Alexandra Naoum évolue depuis plus de quinze ans dans le paysage audiovisuel français sans s’y être encore imposée comme une figure centrale. Son parcours traverse plusieurs espaces de production sans se stabiliser autour d’une position clairement identifiée.
Formée au théâtre au lycée Molière puis au Studio Théâtre d’Asnières, elle s’inscrit dans une tradition classique du jeu. Cette formation structure sa pratique. Elle privilégie le texte, la rigueur et la construction du rôle plutôt que l’effet immédiat.
Ses débuts à la télévision suivent un schéma courant. Elle apparaît dans plusieurs séries installées comme Diane femme flic, Une femme d’honneur, Les Geeks ou Scènes de ménages. Ces rôles restent secondaires mais lui permettent d’intégrer progressivement les circuits de production.
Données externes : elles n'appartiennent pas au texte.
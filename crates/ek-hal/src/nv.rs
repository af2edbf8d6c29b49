// SPDX-License-Identifier: Apache-2.0
// Copyright 2024-2026 Qbitel Inc.

//! NV space definitions
//!
//! Attribute bits follow the TPMA_NV layout of TPM 2.0 Part 2.

use ek_common::constants::{TPM_ALG_SHA256, TPM_RH_PLATFORM};
use heapless::Vec;

/// Maximum authorization policy digest size
pub const MAX_AUTH_POLICY_SIZE: usize = 64;

bitflags::bitflags! {
    /// TPMA_NV attribute bits
    #[derive(Clone, Copy, Debug, PartialEq, Eq)]
    pub struct NvAttributes: u32 {
        /// Writable with platform authorization
        const PPWRITE = 1 << 0;
        /// Writable with owner authorization
        const OWNERWRITE = 1 << 1;
        /// Writable with the index authorization value
        const AUTHWRITE = 1 << 2;
        /// Writable with the index policy
        const POLICYWRITE = 1 << 3;
        /// Deletable only with a policy
        const POLICY_DELETE = 1 << 10;
        /// Index is currently write locked
        const WRITELOCKED = 1 << 11;
        /// Partial writes are not allowed
        const WRITEALL = 1 << 12;
        /// Write lock persists until the index is deleted
        const WRITEDEFINE = 1 << 13;
        /// Write lock clears on TPM reset
        const WRITE_STCLEAR = 1 << 14;
        /// Affected by a global write lock
        const GLOBALLOCK = 1 << 15;
        /// Readable with platform authorization
        const PPREAD = 1 << 16;
        /// Readable with owner authorization
        const OWNERREAD = 1 << 17;
        /// Readable with the index authorization value
        const AUTHREAD = 1 << 18;
        /// Readable with the index policy
        const POLICYREAD = 1 << 19;
        /// Exempt from dictionary-attack protection
        const NO_DA = 1 << 25;
        /// State saved only on orderly shutdown
        const ORDERLY = 1 << 26;
        /// WRITTEN clears on TPM reset
        const CLEAR_STCLEAR = 1 << 27;
        /// Index is currently read locked
        const READLOCKED = 1 << 28;
        /// Index has been written
        const WRITTEN = 1 << 29;
        /// Defined under platform authorization
        const PLATFORMCREATE = 1 << 30;
        /// Read lock clears on TPM reset
        const READ_STCLEAR = 1 << 31;
    }
}

impl NvAttributes {
    /// Attributes of an endorsement certificate index (TCG PC Client PTP)
    pub const ENDORSEMENT_CERTIFICATE: Self = Self::PPWRITE
        .union(Self::WRITEDEFINE)
        .union(Self::PLATFORMCREATE)
        .union(Self::AUTHREAD)
        .union(Self::NO_DA);
}

/// Authorization hierarchy handle
#[derive(Debug, Clone, Copy, PartialEq, Eq)]
pub struct AuthHandle(pub u32);

impl AuthHandle {
    /// Platform hierarchy
    pub const PLATFORM: Self = Self(TPM_RH_PLATFORM);
}

/// Hierarchy startup type
#[derive(Debug, Clone, Copy, PartialEq, Eq)]
pub enum StartupType {
    /// TPM reset; establishes platform authorization
    Reset,
    /// TPM restart
    Restart,
    /// TPM resume
    Resume,
}

/// Persistent slots outside the NV index space
#[derive(Debug, Clone, Copy, PartialEq, Eq)]
pub enum ReservedSlot {
    /// Endorsement primary seed
    EndorsementSeed,
}

/// Public area of an NV index
#[derive(Debug, Clone, PartialEq, Eq)]
pub struct NvPublic {
    /// NV index handle
    pub index: u32,
    /// Name algorithm
    pub name_alg: u16,
    /// Access attributes
    pub attributes: NvAttributes,
    /// Authorization policy digest (empty for none)
    pub auth_policy: Vec<u8, MAX_AUTH_POLICY_SIZE>,
    /// Payload size in bytes
    pub data_size: u16,
}

impl NvPublic {
    /// Public area for an endorsement certificate of `data_size` bytes
    #[must_use]
    pub fn endorsement_certificate(index: u32, data_size: u16) -> Self {
        Self {
            index,
            name_alg: TPM_ALG_SHA256,
            attributes: NvAttributes::ENDORSEMENT_CERTIFICATE,
            auth_policy: Vec::new(),
            data_size,
        }
    }
}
Parallèlement à son travail d’actrice, Alexandra Naoum développe une activité de réalisation. Elle signe un premier court métrage en 2010 puis réalise en 2013 No Comment. Le film est diffusé sur Canal+ et sélectionné dans plusieurs festivals internationaux dont Raindance, Rhode Island et Palm Springs. Il reçoit plusieurs distinctions, dont un prix du jury. Ce projet marque une extension de son champ d’action au delà de l’interprétation.
Cette reconnaissance ne s’accompagne toutefois pas d’un repositionnement immédiat. Elle ne s’oriente pas vers le long métrage et poursuit une trajectoire parallèle entre jeu et réalisation.
Elle apparaît également dans des productions internationales comme Twin Peaks The Return, Gotham, Outcast ou Alta Mar. Ces participations témoignent d’une ouverture vers d’autres marchés sans déboucher sur une installation durable.
Dans le même temps, elle réalise plusieurs courts métrages dont L’Amazone en 2018 et Lavande en 2019. Ce dernier reçoit un accueil critique positif. Ces projets confirment une pratique régulière de la mise en scène mais restent limités à un format court.
Un tournant intervient avec la série Demain nous appartient. Alexandra Naoum y interprète un rôle récurrent avant de réaliser plusieurs épisodes. Cette évolution traduit une reconnaissance professionnelle au sein du système télévisuel. Elle suppose une capacité à travailler dans un cadre de production intensif.
Ce positionnement présente toutefois une limite. La fiction quotidienne valorise la continuité et l’efficacité plus que l’affirmation d’une signature individuelle. Elle permet de consolider une place mais rend plus difficile l’émergence d’une identité artistique distincte.
L’ensemble de ces éléments dessine un parcours cohérent mais encore ouvert. Alexandra Naoum dispose d’un ensemble de compétences étendu sans que ces dimensions ne convergent vers un projet central.
Elle ne se situe ni en marge du secteur ni au centre en tant qu’autrice identifiée. Sa trajectoire relève davantage d’une circulation entre différents espaces que d’une installation dans un rôle précis.
Cette configuration interroge la suite du parcours. En l’absence de long métrage ou de projet structurant, la question du positionnement reste ouverte.
Les éléments nécessaires à une évolution sont présents. Reste à savoir s’ils se traduiront par une inflexion plus nette dans les années à venir.
À ce stade, Alexandra Naoum apparaît comme une professionnelle confirmée encore en phase de consolidation.